O homem é um ser voluntarioso (2)

    Assim se começa a consciencializar a Verdade no real e no transcendente e se começa a afirmar em nós, e numa intimação tão profunda, um juiz supremo, implacável a toda a mudança que não reconheça a unificação contínua e convergente do Criador, do Homem e do Cosmos.

   Esse Juiz é Amor — por ele se julga e se é julgado, actua como Tribunal da Razão —, capaz de julgar o que nos transcende e explicar o que não somos capazes. Entroniza-se em nós e ascende à plenitude pelo nosso crescimento e desenvolvimento na aplicação dos princípios que o dogmatizam, tornando-se rigoroso, quando omitido ou posto em dúvida.

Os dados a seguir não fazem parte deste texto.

use std::{cell::UnsafeCell, os::raw::c_void, ptr::NonNull, sync::Arc};

use super::Cpu;
use crate::backends::common::NativeBuffer;

struct Storage {
    // Stored as u64 words so the base pointer is aligned for every element
    // type an array may carry.
    words: UnsafeCell<Box<[u64]>>,
    nbytes: usize,
}

// Interior mutability is only exercised through raw pointers by code that
// already runs in stream order, matching how device memory behaves.
unsafe impl Send for Storage {}
unsafe impl Sync for Storage {}

/// A reference-counted host allocation.
#[derive(Clone)]
pub struct CpuBuffer {
    storage: Arc<Storage>,
}

impl CpuBuffer {
    pub fn new_zeroed(nbytes: usize) -> Self {
        let words = nbytes.div_ceil(size_of::<u64>());
        Self {
            storage: Arc::new(Storage {
                words: UnsafeCell::new(vec![0u64; words].into_boxed_slice()),
                nbytes,
            }),
        }
    }
}

impl NativeBuffer for CpuBuffer {
    type Backend = Cpu;

    fn length(&self) -> usize {
        self.storage.nbytes
    }

    fn id(&self) -> usize {
        Arc::as_ptr(&self.storage) as usize
    }

    fn cpu_ptr(&self) -> NonNull<c_void> {
        let ptr = unsafe { (*self.storage.words.get()).as_mut_ptr() };
        NonNull::new(ptr as *mut c_void).unwrap_or(NonNull::dangling())
    }
}

impl std::fmt::Debug for CpuBuffer {
    fn fmt(
        &self,
        f: &mut std::fmt::Formatter<'_>,
    ) -> std::fmt::Result {
        f.debug_struct("CpuBuffer")
            .field("id", &NativeBuffer::id(self))
            .field("length", &self.length())
            .finish()
    }
}
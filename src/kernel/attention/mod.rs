//! Scaled-dot-product attention dispatch.
//!
//! Routes one attention call to a specialized kernel variant: a vector
//! kernel when the query is short (optionally split into a two-pass
//! reduction over key blocks), or a tiled kernel over a query×key grid
//! otherwise. Inputs whose memory layout violates a kernel's contract are
//! copied into a dense layout first; all copies and intermediates are
//! registered as stream-scoped temporaries.

mod full;
pub mod specialization;
mod vector;

use crate::{
    Array,
    backends::common::{Backend, Context, DeviceClass},
    data_type::array_size_in_bytes,
};

/// Queries at most this long reduce to O(1) rows per launch and take the
/// vector path.
pub const VECTOR_MODE_MAX_QUERY_LEN: usize = 8;

/// Key length at which a high-end device trades an extra launch for better
/// occupancy.
pub const TWO_PASS_MIN_KEY_LEN: usize = 1024;

/// Key length at which grouped-query workloads do the same on any device.
pub const TWO_PASS_MIN_KEY_LEN_GQA: usize = 4096;

#[derive(Debug, Clone, Copy, PartialEq, Eq)]
pub enum AttentionStrategy {
    VectorSinglePass,
    VectorTwoPass,
    Tiled,
}

/// Pure routing decision over shapes and the device capability tier.
pub fn select_strategy(
    q_len: usize,
    k_len: usize,
    q_heads: usize,
    kv_heads: usize,
    device_class: DeviceClass,
) -> AttentionStrategy {
    if q_len > VECTOR_MODE_MAX_QUERY_LEN {
        return AttentionStrategy::Tiled;
    }
    if (device_class.is_high_end() && k_len >= TWO_PASS_MIN_KEY_LEN)
        || (kv_heads < q_heads && k_len >= TWO_PASS_MIN_KEY_LEN_GQA)
    {
        AttentionStrategy::VectorTwoPass
    } else {
        AttentionStrategy::VectorSinglePass
    }
}

/// Row-contiguous, or transposed only across the head/sequence axes in the
/// pattern the vector kernel can address directly. The kernel collapses
/// batch and heads into one flat axis, so the transposed form is only
/// addressable for a single batch.
fn is_contiguous_or_head_seq_transposed<B: Backend>(arr: &Array<B>) -> bool {
    if arr.flags().row_contiguous {
        return true;
    }
    let strides = arr.strides();
    let shape = arr.shape();
    shape[0] == 1
        && strides[3] == 1
        && strides[2] == (shape[3] * shape[1]) as i64
        && strides[1] == shape[3] as i64
        && strides[0] == strides[2] * shape[2] as i64
}

/// The innermost (head-dim) axis is dense.
fn is_matrix_contiguous<B: Backend>(arr: &Array<B>) -> bool {
    arr.strides().last().copied() == Some(1)
}

fn copy_unless<B: Backend>(
    context: &B::Context,
    copies: &mut Vec<Array<B>>,
    predicate: impl Fn(&Array<B>) -> bool,
    arr: &Array<B>,
) -> Result<Array<B>, B::Error> {
    if predicate(arr) {
        Ok(arr.clone())
    } else {
        let copy = context.copy_row_major(arr)?;
        copies.push(copy.clone());
        Ok(copy)
    }
}

fn copy_unless_owned<B: Backend>(
    context: &B::Context,
    copies: &mut Vec<Array<B>>,
    predicate: impl Fn(&Array<B>) -> bool,
    arr: Array<B>,
) -> Result<Array<B>, B::Error> {
    if predicate(&arr) {
        Ok(arr)
    } else {
        let copy = context.copy_row_major(&arr)?;
        copies.push(copy.clone());
        Ok(copy)
    }
}

/// Output placement for the vector path: donate the query's storage when
/// safe, otherwise allocate with the write pattern the kernel expects.
///
/// Multi-row kernels write query rows interleaved across the flat
/// batch-by-head axis, so the planned strides put the sequence axis
/// outermost. Donation is sound because the passthrough layouts (single
/// row, or single-batch head/seq transposed) coincide with that pattern.
fn plan_vector_output<B: Backend>(
    context: &B::Context,
    q: &Array<B>,
    shape: &[usize; 4],
) -> Result<Array<B>, B::Error> {
    let num_elements: usize = shape.iter().product();

    if q.is_donatable()
        && (q.dim(2) == 1 || !q.flags().row_contiguous)
        && q.num_elements() == num_elements
    {
        return Ok(Array::sharing(q, shape));
    }

    let nbytes = array_size_in_bytes(shape, q.data_type());
    if shape[2] == 1 {
        return Ok(Array::new_contiguous(
            context.malloc(nbytes)?,
            shape,
            q.data_type(),
        ));
    }

    let strides = [
        (shape[1] * shape[3]) as i64,
        shape[3] as i64,
        (shape[0] * shape[1] * shape[3]) as i64,
        1,
    ];
    let flags = crate::Flags {
        contiguous: true,
        row_contiguous: shape[0] == 1 && shape[1] == 1,
        col_contiguous: false,
    };
    Ok(unsafe {
        Array::from_parts(
            context.malloc(nbytes)?,
            shape,
            &strides,
            q.data_type(),
            flags,
        )
    })
}

/// Output placement for the tiled path: always fresh storage, head-dim
/// fastest, then head, then sequence, then batch.
fn plan_tiled_output<B: Backend>(
    context: &B::Context,
    q: &Array<B>,
    shape: &[usize; 4],
) -> Result<Array<B>, B::Error> {
    let str_d = 1i64;
    let str_h = shape[3] as i64;
    let str_l = (shape[1] * shape[3]) as i64;
    let str_b = (shape[2] * shape[1] * shape[3]) as i64;
    let flags = crate::Flags {
        contiguous: true,
        row_contiguous: false,
        col_contiguous: false,
    };
    let nbytes = array_size_in_bytes(shape, q.data_type());
    Ok(unsafe {
        Array::from_parts(
            context.malloc(nbytes)?,
            shape,
            &[str_b, str_h, str_l, str_d],
            q.data_type(),
            flags,
        )
    })
}

/// Dispatches one attention call onto the context's execution stream and
/// returns the output array.
///
/// The query is consumed: when its storage is donatable the output takes
/// the allocation over, so the caller cannot keep an independent handle to
/// memory the kernel overwrites.
///
/// Shape compatibility is a precondition: `q`/`k`/`v` are rank-4
/// `[batch, heads, seq, head_dim]` with matching query/key head dims and a
/// key/value head count dividing the query head count. Violations are fatal.
/// Failures from the backend (kernel fetch, allocation) propagate unmodified.
pub fn scaled_dot_product_attention<B: Backend>(
    context: &B::Context,
    encoder: &B::ComputeEncoder,
    q: Array<B>,
    k: &Array<B>,
    v: &Array<B>,
    mask: Option<&Array<B>>,
    scale: f32,
    do_causal: bool,
) -> Result<Array<B>, B::Error> {
    assert_eq!(q.ndim(), 4, "Queries must be rank 4");
    assert_eq!(k.ndim(), 4, "Keys must be rank 4");
    assert_eq!(v.ndim(), 4, "Values must be rank 4");
    assert_eq!(q.dim(3), k.dim(3), "Query/key head dims must match");
    assert_eq!(k.dim(2), v.dim(2), "Key/value sequence lengths must match");
    assert_eq!(k.dim(1), v.dim(1), "Key/value head counts must match");
    assert!(
        k.dim(1) > 0 && q.dim(1) % k.dim(1) == 0,
        "Key/value heads must divide query heads"
    );
    assert!(q.dim(2) >= 1 && k.dim(2) >= 1, "Sequences must be non-empty");
    assert!(
        q.data_type() == k.data_type() && q.data_type() == v.data_type(),
        "Query/key/value data types must match"
    );

    let out_shape = [q.dim(0), q.dim(1), q.dim(2), v.dim(3)];
    let strategy = select_strategy(
        q.dim(2),
        k.dim(2),
        q.dim(1),
        k.dim(1),
        context.device_class(),
    );

    let mut copies = Vec::with_capacity(3);

    let out = match strategy {
        AttentionStrategy::VectorSinglePass | AttentionStrategy::VectorTwoPass => {
            if let Some(m) = mask {
                assert!(
                    m.data_type() == q.data_type(),
                    "Mask data type must match the query data type for the vector kernels"
                );
            }
            let q = copy_unless_owned(
                context,
                &mut copies,
                is_contiguous_or_head_seq_transposed,
                q,
            )?;
            let k = copy_unless(context, &mut copies, is_matrix_contiguous, k)?;
            let v = copy_unless(context, &mut copies, is_matrix_contiguous, v)?;

            let out = plan_vector_output(context, &q, &out_shape)?;

            match strategy {
                AttentionStrategy::VectorTwoPass => vector::encode_two_pass(
                    context, encoder, &q, &k, &v, &out, scale, mask,
                )?,
                _ => vector::encode_single_pass(
                    context, encoder, &q, &k, &v, &out, scale, mask,
                )?,
            }
            out
        },
        AttentionStrategy::Tiled => {
            assert_eq!(
                q.dim(3),
                v.dim(3),
                "Tiled attention requires equal query and value head dims"
            );
            let q =
                copy_unless_owned(context, &mut copies, is_matrix_contiguous, q)?;
            let k = copy_unless(context, &mut copies, is_matrix_contiguous, k)?;
            let v = copy_unless(context, &mut copies, is_matrix_contiguous, v)?;
            let mask = match mask {
                Some(m) => Some(copy_unless(
                    context,
                    &mut copies,
                    is_matrix_contiguous,
                    m,
                )?),
                None => None,
            };

            let out = plan_tiled_output(context, &q, &out_shape)?;
            full::encode(
                context,
                encoder,
                &q,
                &k,
                &v,
                &out,
                scale,
                do_causal,
                mask.as_ref(),
            )?;
            out
        },
    };

    context.add_temporaries(copies);
    Ok(out)
}

#[cfg(test)]
mod tests {
    use super::*;

    #[test]
    fn test_vector_mode_boundary() {
        for q_len in 1..=8 {
            assert_ne!(
                select_strategy(q_len, 64, 8, 8, DeviceClass::Base),
                AttentionStrategy::Tiled
            );
        }
        assert_eq!(
            select_strategy(9, 64, 8, 8, DeviceClass::Base),
            AttentionStrategy::Tiled
        );
        assert_eq!(
            select_strategy(128, 1 << 20, 8, 1, DeviceClass::Ultra),
            AttentionStrategy::Tiled
        );
    }

    #[test]
    fn test_two_pass_selection() {
        // High-end devices split long key sequences.
        assert_eq!(
            select_strategy(1, 1024, 8, 8, DeviceClass::Max),
            AttentionStrategy::VectorTwoPass
        );
        assert_eq!(
            select_strategy(1, 1023, 8, 8, DeviceClass::Max),
            AttentionStrategy::VectorSinglePass
        );
        assert_eq!(
            select_strategy(1, 1024, 8, 8, DeviceClass::Base),
            AttentionStrategy::VectorSinglePass
        );

        // Grouped-query workloads split on any device once keys are long
        // enough.
        assert_eq!(
            select_strategy(1, 4096, 8, 2, DeviceClass::Base),
            AttentionStrategy::VectorTwoPass
        );
        assert_eq!(
            select_strategy(1, 4095, 8, 2, DeviceClass::Base),
            AttentionStrategy::VectorSinglePass
        );
        assert_eq!(
            select_strategy(1, 4096, 8, 8, DeviceClass::Base),
            AttentionStrategy::VectorSinglePass
        );
    }

    #[test]
    fn test_two_pass_monotonic_in_key_len() {
        for device_class in [DeviceClass::Ultra, DeviceClass::Max, DeviceClass::Pro, DeviceClass::Base] {
            for kv_heads in [2, 8] {
                let mut seen_two_pass = false;
                for k_len in (0..=8192).step_by(512) {
                    let strategy =
                        select_strategy(4, k_len.max(1), 8, kv_heads, device_class);
                    match strategy {
                        AttentionStrategy::VectorTwoPass => seen_two_pass = true,
                        _ => assert!(
                            !seen_two_pass,
                            "two-pass deselected at k_len {} on {:?}",
                            k_len, device_class
                        ),
                    }
                }
            }
        }
    }
}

   Assim, sempre que o nosso acto é superior, rejubilamos pela gratitude, os nossos olhos brilham de alegria e o nosso sorriso enche qualquer pessoa, familiar ou desconhecido. Quando o acto é indigno, tornamo-nos melancólicos, instáveis, atormentados, paira o remorso e o Amor esconde-se em refúgio até poder voltar de novo, em sofrimento até curar a ferida que o acto em nós produziu.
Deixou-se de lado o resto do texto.